(WHAT YOU WILL DO): Retype each line of the listing below, from the first through the one holding "pub fn create_router(state: Arc<AppState>)", with no other lines.

=-=-=

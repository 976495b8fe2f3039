//! API route configuration.

use std::sync::Arc;

use axum::{
    routing::{delete, get, post},
    Router,
};

use crate::handlers;
use crate::state::AppState;

/// Creates the API router with all routes configured.
pub fn create_router(state: Arc<AppState>) -> Router {
    Router::new()
        // Health check
        .route("/health", get(handlers::health_check))
        // Lookups
        .route(
            "/api/v1/segments/:postal_code",
            get(handlers::lookup_segment),
        )
        .route("/api/v1/segments/batch", post(handlers::lookup_batch))
        // Cache admin
        .route("/api/v1/cache/stats", get(handlers::cache_stats))
        .route("/api/v1/cache/sweep", post(handlers::cache_sweep))
        .route("/api/v1/cache/clear", post(handlers::cache_clear))
        .route("/api/v1/cache/:postal_code", get(handlers::cache_check))
        .route("/api/v1/cache/:postal_code", delete(handlers::cache_delete))
        .with_state(state)
}

#[cfg(test)]
mod tests {
    use super::*;
    use crate::state::ApiConfig;

    use async_trait::async_trait;
    use axum::body::{to_bytes, Body};
    use axum::http::{Request, StatusCode};
    use tower::ServiceExt;

    use prizm_cache::SegmentCache;
    use prizm_core::{FetchOutcome, PostalCode, SegmentRecord, SegmentSource};
    use prizm_lookup::LookupService;

    /// Canned site behavior, including the well-known V8A 2P4 record.
    struct FixtureSource;

    #[async_trait]
    impl SegmentSource for FixtureSource {
        async fn fetch(&self, code: &PostalCode) -> prizm_core::Result<FetchOutcome> {
            Ok(match code.as_str() {
                "V8A 2P4" => FetchOutcome::Found(SegmentRecord {
                    segment_number: "62".into(),
                    household_income: Some("$87,388".into()),
                    residency_home_type: Some(
                        "Own & Rent | Single Detached / Low Rise Apt".into(),
                    ),
                    segment_description: Some(
                        "Suburban, lower-middle-income singles and couples".into(),
                    ),
                }),
                "Z9Z 9Z9" => FetchOutcome::NotAssigned,
                _ => FetchOutcome::Failed("fixture has no entry for this code".into()),
            })
        }
    }

    fn test_app() -> Router {
        let cache = Arc::new(SegmentCache::open_in_memory().unwrap());
        let service = LookupService::new(cache, Arc::new(FixtureSource));
        let state = Arc::new(AppState::new(ApiConfig::default(), service));
        create_router(state)
    }

    async fn get_json(app: &Router, uri: &str) -> (StatusCode, serde_json::Value) {
        let response = app
            .clone()
            .oneshot(Request::builder().uri(uri).body(Body::empty()).unwrap())
            .await
            .unwrap();
        let status = response.status();
        let bytes = to_bytes(response.into_body(), usize::MAX).await.unwrap();
        (status, serde_json::from_slice(&bytes).unwrap())
    }

    async fn request_json(
        app: &Router,
        method: &str,
        uri: &str,
        body: Option<serde_json::Value>,
    ) -> (StatusCode, serde_json::Value) {
        let mut builder = Request::builder().method(method).uri(uri);
        let body = match body {
            Some(json) => {
                builder = builder.header("content-type", "application/json");
                Body::from(serde_json::to_vec(&json).unwrap())
            }
            None => Body::empty(),
        };
        let response = app.clone().oneshot(builder.body(body).unwrap()).await.unwrap();
        let status = response.status();
        let bytes = to_bytes(response.into_body(), usize::MAX).await.unwrap();
        (status, serde_json::from_slice(&bytes).unwrap())
    }

    #[tokio::test]
    async fn test_health_check() {
        let app = test_app();
        let (status, body) = get_json(&app, "/health").await;

        assert_eq!(status, StatusCode::OK);
        assert_eq!(body["status"], "ok");
    }

    #[tokio::test]
    async fn test_lookup_success_then_cache_hit() {
        let app = test_app();

        let (status, body) = get_json(&app, "/api/v1/segments/v8a2p4").await;
        assert_eq!(status, StatusCode::OK);
        assert_eq!(body["postal_code"], "V8A 2P4");
        assert_eq!(body["prizm_code"], "62");
        assert_eq!(body["household_income"], "$87,388");
        assert_eq!(body["status"], "success");
        assert_eq!(body["from_cache"], false);

        let (_, body) = get_json(&app, "/api/v1/segments/V8A%202P4").await;
        assert_eq!(body["from_cache"], true);
        assert!(body["cached_at"].is_string());
    }

    #[tokio::test]
    async fn test_lookup_invalid_format_is_a_result_not_an_error() {
        let app = test_app();

        let (status, body) = get_json(&app, "/api/v1/segments/12345").await;
        assert_eq!(status, StatusCode::OK);
        assert_eq!(body["status"], "invalid_format");
        assert_eq!(body["prizm_code"], serde_json::Value::Null);
    }

    #[tokio::test]
    async fn test_lookup_not_found() {
        let app = test_app();

        let (status, body) = get_json(&app, "/api/v1/segments/Z9Z9Z9").await;
        assert_eq!(status, StatusCode::OK);
        assert_eq!(body["status"], "not_found");
    }

    #[tokio::test]
    async fn test_batch_preserves_order() {
        let app = test_app();

        let (status, body) = request_json(
            &app,
            "POST",
            "/api/v1/segments/batch",
            Some(serde_json::json!({ "postal_codes": ["M5V 2H1", "123456"] })),
        )
        .await;

        assert_eq!(status, StatusCode::OK);
        assert_eq!(body["total"], 2);
        assert_eq!(body["results"][0]["postal_code"], "M5V 2H1");
        assert_eq!(body["results"][1]["postal_code"], "123456");
        assert_eq!(body["results"][1]["status"], "invalid_format");
    }

    #[tokio::test]
    async fn test_batch_counts_successes() {
        let app = test_app();

        let (_, body) = request_json(
            &app,
            "POST",
            "/api/v1/segments/batch",
            Some(serde_json::json!({ "postal_codes": ["V8A 2P4", "Z9Z 9Z9", "nope"] })),
        )
        .await;

        assert_eq!(body["total"], 3);
        assert_eq!(body["successful"], 1);
        assert_eq!(body["failed"], 2);
    }

    #[tokio::test]
    async fn test_batch_rejects_empty_list() {
        let app = test_app();

        let (status, body) = request_json(
            &app,
            "POST",
            "/api/v1/segments/batch",
            Some(serde_json::json!({ "postal_codes": [] })),
        )
        .await;

        assert_eq!(status, StatusCode::BAD_REQUEST);
        assert_eq!(body["error"]["code"], "BAD_REQUEST");
    }

    #[tokio::test]
    async fn test_batch_rejects_oversized_list() {
        let app = test_app();
        let codes: Vec<String> = (0..51).map(|i| format!("A{}A 1A1", i % 10)).collect();

        let (status, _) = request_json(
            &app,
            "POST",
            "/api/v1/segments/batch",
            Some(serde_json::json!({ "postal_codes": codes })),
        )
        .await;

        assert_eq!(status, StatusCode::BAD_REQUEST);
    }

    #[tokio::test]
    async fn test_cache_admin_roundtrip() {
        let app = test_app();

        // Populate one entry
        get_json(&app, "/api/v1/segments/V8A2P4").await;

        let (status, body) = get_json(&app, "/api/v1/cache/stats").await;
        assert_eq!(status, StatusCode::OK);
        assert_eq!(body["total"], 1);
        assert_eq!(body["valid"], 1);

        // Check accepts any spelling of the key
        let (_, body) = get_json(&app, "/api/v1/cache/v8a%202p4").await;
        assert_eq!(body["cached"], true);
        assert_eq!(body["status"], "success");

        let (_, body) = request_json(&app, "DELETE", "/api/v1/cache/V8A2P4", None).await;
        assert_eq!(body["deleted"], true);

        let (_, body) = get_json(&app, "/api/v1/cache/V8A2P4").await;
        assert_eq!(body["cached"], false);
    }

    #[tokio::test]
    async fn test_cache_delete_absent_key() {
        let app = test_app();

        let (status, body) = request_json(&app, "DELETE", "/api/v1/cache/H0H0H0", None).await;
        assert_eq!(status, StatusCode::OK);
        assert_eq!(body["deleted"], false);
    }

    #[tokio::test]
    async fn test_cache_sweep_and_clear() {
        let app = test_app();

        get_json(&app, "/api/v1/segments/V8A2P4").await;

        // Nothing is expired yet
        let (_, body) = request_json(&app, "POST", "/api/v1/cache/sweep", None).await;
        assert_eq!(body["removed"], 0);

        let (_, body) = request_json(&app, "POST", "/api/v1/cache/clear", None).await;
        assert_eq!(body["cleared"], true);

        let (_, body) = get_json(&app, "/api/v1/cache/stats").await;
        assert_eq!(body["total"], 0);
    }
}
//! The structured record scraped for one postal code.

use serde::{Deserialize, Serialize};

/// A PRIZM segment record for a postal code.
///
/// The segment number is the only field the site always shows; the rest
/// depend on which panels render for the segment and are kept as the raw
/// display strings (e.g. `"$87,388"`, `"Own & Rent | Single Detached"`).
#[derive(Clone, Debug, PartialEq, Eq, Serialize, Deserialize)]
pub struct SegmentRecord {
    /// The PRIZM segment number, as displayed (e.g. `"62"`).
    pub segment_number: String,
    /// Average household income, as displayed.
    #[serde(default, skip_serializing_if = "Option::is_none")]
    pub household_income: Option<String>,
    /// Residency and home type, joined with `" | "`.
    #[serde(default, skip_serializing_if = "Option::is_none")]
    pub residency_home_type: Option<String>,
    /// Short description and "who" text, joined with `" | "`.
    #[serde(default, skip_serializing_if = "Option::is_none")]
    pub segment_description: Option<String>,
}

impl SegmentRecord {
    /// Creates a record with only the segment number.
    pub fn new(segment_number: impl Into<String>) -> Self {
        Self {
            segment_number: segment_number.into(),
            household_income: None,
            residency_home_type: None,
            segment_description: None,
        }
    }
}

#[cfg(test)]
mod tests {
    use super::*;

    #[test]
    fn test_optional_fields_omitted_from_json() {
        let record = SegmentRecord::new("62");
        let json = serde_json::to_string(&record).unwrap();
        assert_eq!(json, r#"{"segment_number":"62"}"#);
    }

    #[test]
    fn test_roundtrip_with_all_fields() {
        let record = SegmentRecord {
            segment_number: "62".into(),
            household_income: Some("$87,388".into()),
            residency_home_type: Some("Own & Rent | Single Detached / Low Rise Apt".into()),
            segment_description: Some("Suburban, lower-middle-income singles and couples".into()),
        };
        let json = serde_json::to_string(&record).unwrap();
        let back: SegmentRecord = serde_json::from_str(&json).unwrap();
        assert_eq!(back, record);
    }

    #[test]
    fn test_deserialize_tolerates_missing_optionals() {
        let back: SegmentRecord = serde_json::from_str(r#"{"segment_number":"07"}"#).unwrap();
        assert_eq!(back.segment_number, "07");
        assert!(back.household_income.is_none());
    }
}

=-=-=

(EXERCISE OUTPUT):
repository 976495b8fe2f3039
//! API route configuration.

use std::sync::Arc;

use axum::{
    routing::{delete, get, post},
    Router,
};

use crate::handlers;
use crate::state::AppState;

/// Creates the API router with all routes configured.
pub fn create_router(state: Arc<AppState>) -> Router {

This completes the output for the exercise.